Safari Hasan, Safari
Konsultan Rumah Sakit Indonesia (KaRSI)

Published : 2 Documents Claim Missing Document
Claim Missing Document
Check
Articles

Found 2 Documents
Search

STRATEGI RUMAH SAKIT DALAM MENGHADAPI KRISIS PUBLIC RELATIONS MENURUT PERSPEKTIF FIQH MUAMALAT Hasan, Safari
An-Nisbah: Jurnal Ekonomi Syariah Vol 2 No 1 (2015)
Publisher : UIN Sayyid Ali Rahmatullah Tulungagung

Show Abstract | Download Original | Original Source | Check in Google Scholar | DOI: 10.21274/an.2015.2.1.379-404

Abstract

The hospital is a complex organization and That Is Solid BECAUSE nature of capital, Solid Labor, Technology and ALSO Solid Solid problems. The hospital is a place of health promotion, prevention and cure of disease, improving health and Recovery Patients Performed multi-Discipline BY VARIOUS Posted professionally educated and trained group of Discipline concerning medical, legal, economic, social, and management. Consumer complaints against hospitals, CAN cause problems For hospitals The AS is known crisis public relations. A crisis can be defned as Extraordinary Events OR circuit events affecting the integrity of products, as well as the organization’s reputation Financial Stability, OR From the worker’s health, community, public OR IN area. Step Management of Crisis PR include (1) MAKE draft development strategy Management of Crisis PR (aktiitas Preparation, directing conduct, a statement holding prepare, prepare PT response, development of strategies to prepare Intermediaries Media.), (2) Implementation Phase (do Communication storey, alternative location determining, updating statement holds). Public Relations Management Activity husband studied CAN BE Fiqh Muamalat through Law Shulhu OR mediation.Keywords: hospital, PR crisis management, fqh muamalah, Shulhu
Penguatan Kepatuhan Regulasi Tata Kelola Retensi Arsip Aktif–Inaktif di Rumah Sakit melalui Pendampingan Manajemen Arsip Digital Rekam Medis Susilowati, Indah; Pangestuti, Ayu; Ali, Amir; Sulistiawan, Agus; Hasan, Safari
Jurnal SOLMA Vol. 15 No. 1 (2026)
Publisher : Universitas Muhammadiyah Prof. DR. Hamka (UHAMKA Press)

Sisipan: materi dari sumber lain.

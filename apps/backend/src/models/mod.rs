//! API request and response types

use serde::{Deserialize, Serialize};

pub use cardsheet_core::{
    CardId, CardRecord, CardType, ClassInfo, EditorSession, FieldSpec, FilterSelection,
    MutationOutcome, Sheet, StoredCard, MAX_LEVEL,
};

use crate::services::render::{card_subtitle, level_label, Subtitle};

// === Views ===

/// A card as shown to clients: its record plus the derived display data.
#[derive(Debug, Clone, Serialize)]
pub struct CardView {
    pub id: CardId,
    pub record: CardRecord,
    pub border_color: String,
    pub subtitle: Subtitle,
}

impl CardView {
    pub fn new(session: &EditorSession, card: &StoredCard) -> Self {
        Self {
            id: card.id,
            border_color: cardsheet_core::border_color(&card.record, session.registry()),
            subtitle: card_subtitle(&card.record),
            record: card.record.clone(),
        }
    }

    pub fn find(session: &EditorSession, id: CardId) -> Option<Self> {
        session.card(id).map(|card| Self::new(session, card))
    }
}

/// Sizes of the derived views after an operation.
#[derive(Debug, Clone, Serialize)]
pub struct SheetSummary {
    pub total_cards: usize,
    pub visible_cards: usize,
    /// Occupied slots per sheet, fronts first, backing sheets after.
    pub sheet_sizes: Vec<usize>,
    pub backing_sheets: usize,
}

impl SheetSummary {
    pub fn of(session: &EditorSession) -> Self {
        let sheets = session.sheets();
        Self {
            total_cards: session.store().len(),
            visible_cards: session.visible().len(),
            sheet_sizes: sheets.iter().map(Sheet::len).collect(),
            backing_sheets: sheets.iter().filter(|s| s.is_backing()).count(),
        }
    }
}

#[derive(Debug, Serialize)]
#[serde(tag = "kind", rename_all = "snake_case")]
pub enum SheetView {
    Front { cards: Vec<CardView> },
    Backing { front: usize, slots: usize },
}

#[derive(Debug, Serialize)]
pub struct SheetsResponse {
    pub page_capacity: usize,
    pub has_backing_image: bool,
    pub mirror_backing: bool,
    pub sheets: Vec<SheetView>,
    pub summary: SheetSummary,
}

impl SheetsResponse {
    pub fn of(session: &EditorSession) -> Self {
        let sheets = session
            .sheets()
            .iter()
            .map(|sheet| match sheet {
                Sheet::Front { cards } => SheetView::Front {
                    cards: cards
                        .iter()
                        .filter_map(|id| CardView::find(session, *id))
                        .collect(),
                },
                Sheet::Backing { front, slots } => SheetView::Backing {
                    front: *front,
                    slots: *slots,
                },
            })
            .collect();

        Self {
            page_capacity: session.layout().page_capacity(),
            has_backing_image: session.layout().backing_image().is_some(),
            mirror_backing: session.mirror_backing(),
            sheets,
            summary: SheetSummary::of(session),
        }
    }
}

// === Schema ===

#[derive(Debug, Serialize)]
pub struct CardTypeSchema {
    pub key: &'static str,
    pub label: &'static str,
    pub fields: &'static [FieldSpec],
}

#[derive(Debug, Serialize)]
pub struct LevelOption {
    pub level: u8,
    pub label: String,
}

#[derive(Debug, Serialize)]
pub struct SchemaResponse {
    pub card_types: Vec<CardTypeSchema>,
    pub classes: Vec<ClassInfo>,
    pub levels: Vec<LevelOption>,
}

impl SchemaResponse {
    pub fn of(session: &EditorSession) -> Self {
        Self {
            card_types: CardType::ALL
                .iter()
                .map(|t| CardTypeSchema {
                    key: t.key(),
                    label: t.label(),
                    fields: t.fields(),
                })
                .collect(),
            classes: session.registry().iter().cloned().collect(),
            levels: (0..=MAX_LEVEL)
                .map(|level| LevelOption {
                    level,
                    label: level_label(level),
                })
                .collect(),
        }
    }
}

// === Cards ===

#[derive(Debug, Serialize)]
pub struct CardListResponse {
    pub cards: Vec<CardView>,
}

/// A card with the field menus for editing it.
#[derive(Debug, Serialize)]
pub struct CardDetailResponse {
    pub card: CardView,
    pub addable_fields: Vec<FieldSpec>,
    pub present_fields: Vec<FieldSpec>,
}

#[derive(Debug, Deserialize)]
pub struct CreateCardRequest {
    pub card_type: CardType,
    #[serde(default)]
    pub name: Option<String>,
}

#[derive(Debug, Deserialize)]
pub struct AddFieldRequest {
    pub key: String,
    #[serde(default)]
    pub value: String,
}

#[derive(Debug, Deserialize)]
pub struct FieldValueRequest {
    pub value: String,
}

#[derive(Debug, Deserialize)]
pub struct ClassesRequest {
    pub classes: Vec<String>,
}

#[derive(Debug, Deserialize)]
pub struct LevelRequest {
    pub level: u8,
}

/// New border colour; `null` restores the class-derived colour.
#[derive(Debug, Deserialize)]
pub struct ColorRequest {
    #[serde(default)]
    pub color: Option<String>,
}

/// Result of an edit to one card.
#[derive(Debug, Serialize)]
pub struct MutationResponse {
    pub outcome: MutationOutcome,
    pub card: Option<CardView>,
    pub summary: SheetSummary,
}

/// Result of creating or duplicating a card.
#[derive(Debug, Serialize)]
pub struct CreatedResponse {
    pub card: Option<CardView>,
    pub summary: SheetSummary,
}

#[derive(Debug, Serialize)]
pub struct DeletedResponse {
    pub deleted: CardRecord,
    pub summary: SheetSummary,
}

// === Filters ===

#[derive(Debug, Serialize)]
pub struct FiltersResponse {
    pub selection: FilterSelection,
    pub summary: SheetSummary,
}

/// One checkbox change in a filter checklist.
#[derive(Debug, Deserialize)]
#[serde(tag = "filter", rename_all = "snake_case")]
pub enum FilterToggle {
    Class { class: String, selected: bool },
    Level { level: u8, selected: bool },
    CardType { card_type: CardType, selected: bool },
}

// === Deck loading ===

#[derive(Debug, Default, Deserialize)]
pub struct ExampleRequest {
    #[serde(default)]
    pub classes: Vec<String>,
}

#[derive(Debug, Default, Deserialize)]
pub struct CatalogRequest {
    #[serde(default)]
    pub class: Option<String>,
}

/// A source left out of a load, and why.
#[derive(Debug, Clone, Serialize)]
pub struct SkippedSource {
    pub source: String,
    pub reason: String,
}

#[derive(Debug, Serialize)]
pub struct LoadResponse {
    pub loaded: usize,
    pub skipped: Vec<SkippedSource>,
    pub summary: SheetSummary,
}

#[derive(Debug, Serialize)]
pub struct DeckTextResponse {
    pub text: String,
}

#[derive(Debug, Serialize)]
pub struct DraftResponse {
    pub generation: u64,
    pub delay_ms: u64,
}

// === Sheets ===

#[derive(Debug, Deserialize)]
pub struct BackingRequest {
    pub image: String,
}

#[derive(Debug, Deserialize)]
pub struct MirrorRequest {
    pub mirror: bool,
}

#[derive(Debug, Deserialize)]
pub struct PageCapacityRequest {
    pub page_capacity: usize,
}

Show Abstract | Download Original | Original Source | Check in Google Scholar | DOI: 10.22236/solma.v15i1.21755

Abstract

Background: Manajemen arsip rekam medis sangat penting dalam tata kelola pelayanan kesehatan RSU Lirboyo Kediri. Perubahan regulasi mendorong transformasi dari sistem manual ke digitalisasi guna mengatasi keterbatasan ruang penyimpanan, meminimalkan risiko kehilangan dokumen, serta meningkatkan efisiensi dan keamanan pengelolaan data. Tujuannya untuk peningkatan mutu layanan, menunjang kesiapan pelaksaanaan reakreditasi serta perlindungan informasi medis. Metode: Dilaksanakan secara langsung dengan partisipatif dan edukatif pada petugas PMIK melalui 3 tahap, yaitu persiapan, pelaksanaan dan Evaluasi. Hasil: Pada pre-posttest menunjukkan peningkatan pengetahuan petugas terhadap alur retensi aktif inaktif DRM sebesar 91%. Adanya Pembaruan kebijakan Transisi Rekam Medis Manual ke RME, termasuk SOP retensi aktif inaktif dan digitalisasi DRM. Peningkatan pemahaman petugas PMIK terhadap digitalisasi dan integrasi SIMRS sebesar 93%. Jumlah Pemilahan dan penyusutan dokumen rekam medis melalui aplikasi, yaitu yang in aktif sebanyak 3.511 dokumen dan yang siap dimusnahkan sebanyak 2.582 dokumen. Kesimpulan: Kegiatan ini berhasil meningkatkan kapasitas dan kualitas tata kelola rekam medis dengan manajemen arsip di RSU Lirboyo Kediri dengan perubahan manual ke digitalisasi guna wujudkan kepatuhan regulasi. Rekomendasi kegiatan pemusnahan DRM tahun 2025 untuk mengurangi beban arsip fisik, serta menyusun rencana perbaikan dan penguatan keamanan informasi medis pasien.